Additionally, students from Mapúa MCL's B.S. Architecture program became the first in Southeast Asia to be accredited as Leadership in Energy and Environmental Design (LEED) Green Associates by the U.S. Green Building Council (USGBC), with Mapúa MCL being the country's first and only current USGBC Gold Member.

In 2025, Mapúa MCL attained Tier 1 Institution classification for engineering from the Philippine Technological Council (PTC), implying that the institution has met the required thresholds for all three criteria of the PTC Tier Classification System (TCS). Furthermore, under the conditions of the Washington Accord, all seven of the school's engineering programs will be included in the Federation of Engineering Institutions of Asia and the Pacific (FEIAP) register of accredited programs, in full compliance with the FEIAP Guidelines for Engineering Education.

==Student activities==

=== Activities ===
The institution provides a diverse array of activities and events that cater to various college departments, student organizations, undergraduate programs, and senior high school levels. These initiatives aim to showcase students’ talents and skills in areas such as arts, sports, music, and other fields.

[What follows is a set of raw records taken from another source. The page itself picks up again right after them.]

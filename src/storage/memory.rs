// src/storage/memory.rs

use std::sync::{Arc, Mutex, MutexGuard, PoisonError};

use crate::dag::Task;
use crate::errors::{OrchestratorError, Result};

use super::{Entity, Repository};

/// Process-local repository backed by a vector.
///
/// Clones share the same underlying store.
#[derive(Debug)]
pub struct InMemoryRepository<T> {
    items: Arc<Mutex<Vec<T>>>,
}

impl<T> Clone for InMemoryRepository<T> {
    fn clone(&self) -> Self {
        Self {
            items: Arc::clone(&self.items),
        }
    }
}

impl<T> Default for InMemoryRepository<T> {
    fn default() -> Self {
        Self {
            items: Arc::new(Mutex::new(Vec::new())),
        }
    }
}

impl<T: Entity> InMemoryRepository<T> {
    pub fn new() -> Self {
        Self::default()
    }

    fn items(&self) -> MutexGuard<'_, Vec<T>> {
        self.items.lock().unwrap_or_else(PoisonError::into_inner)
    }
}

fn not_found<T: Entity>(id: &str) -> OrchestratorError {
    match T::KIND {
        "task" => OrchestratorError::TaskNotFound(id.to_string()),
        "feature" => OrchestratorError::FeatureNotFound(id.to_string()),
        kind => OrchestratorError::Other(anyhow::anyhow!("{kind} not found: {id}")),
    }
}

impl<T: Entity> Repository<T> for InMemoryRepository<T> {
    fn create(&self, item: T) -> Result<T> {
        let mut items = self.items();
        if items.iter().any(|existing| existing.id() == item.id()) {
            return Err(OrchestratorError::EntityExists(format!(
                "{} '{}'",
                T::KIND,
                item.id()
            )));
        }
        items.push(item.clone());
        Ok(item)
    }

    fn get(&self, id: &str) -> Option<T> {
        self.items().iter().find(|item| item.id() == id).cloned()
    }

    fn update(&self, item: T) -> Result<T> {
        let mut items = self.items();
        match items.iter_mut().find(|existing| existing.id() == item.id()) {
            Some(slot) => {
                *slot = item.clone();
                Ok(item)
            }
            None => Err(not_found::<T>(item.id())),
        }
    }

    fn delete(&self, id: &str) -> Result<T> {
        let mut items = self.items();
        match items.iter().position(|item| item.id() == id) {
            Some(pos) => Ok(items.remove(pos)),
            None => Err(not_found::<T>(id)),
        }
    }

    fn list(&self) -> Vec<T> {
        self.items().clone()
    }

    fn len(&self) -> usize {
        self.items().len()
    }
}

impl Entity for Task {
    const KIND: &'static str = "task";

    fn id(&self) -> &str {
        &self.id
    }
}

#[cfg(test)]
mod tests {
    use super::*;
    use crate::types::TaskStatus;

    #[test]
    fn crud_round_trip_keeps_insertion_order() {
        let repo = InMemoryRepository::new();
        repo.create(Task::new("b", "B")).unwrap();
        repo.create(Task::new("a", "A")).unwrap();

        let mut updated = repo.get("b").unwrap();
        updated.status = TaskStatus::Completed;
        repo.update(updated).unwrap();

        let ids: Vec<String> = repo.list().into_iter().map(|t| t.id).collect();
        assert_eq!(ids, vec!["b", "a"]);
        assert_eq!(repo.get("b").unwrap().status, TaskStatus::Completed);

        let removed = repo.delete("a").unwrap();
        assert_eq!(removed.id, "a");
        assert_eq!(repo.len(), 1);
    }

    #[test]
    fn duplicate_create_is_rejected() {
        let repo = InMemoryRepository::new();
        repo.create(Task::new("a", "A")).unwrap();
        assert!(matches!(
            repo.create(Task::new("a", "again")),
            Err(OrchestratorError::EntityExists(_))
        ));
    }

    #[test]
    fn missing_entities_map_to_typed_errors() {
        let repo: InMemoryRepository<Task> = InMemoryRepository::new();
        assert!(matches!(
            repo.update(Task::new("ghost", "G")),
            Err(OrchestratorError::TaskNotFound(id)) if id == "ghost"
        ));
        assert!(matches!(
            repo.delete("ghost"),
            Err(OrchestratorError::TaskNotFound(_))
        ));
    }

    #[test]
    fn clones_share_state() {
        let repo = InMemoryRepository::new();
        let other = repo.clone();
        repo.create(Task::new("a", "A")).unwrap();
        assert!(other.get("a").is_some());
    }
}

Notable annual events include the Mapúa MCL Wizards Tournament, a sports festival where college students represent their respective departments in various competitions. For high school students, the Mapúa MCL Cup is an interschool competition that provides a platform to test and showcase their knowledge, technological expertise, and artistic abilities among several other participating institutions. Other highly anticipated events include College Weeks and the institution’s Foundation Week, which celebrate community spirit and student achievements.

=== Student government and media ===
The Mapúa MCL Supreme Student Council (SSC) serves as the representative body of the school's undergraduate leaders, playing a key role in organizing and overseeing school events and activities. The officials are appointed with partial meritocratic process, rather than through full democratic elections due to the uneven number of voters across various disciplines.

For the official student multimedia journalism, KAMALAYAN is the platform and editorial guild of Mapúa MCL. It serves as the institution's primary outlet for student newsletters and magazines, releasing termly newsletters and year-in-review publications.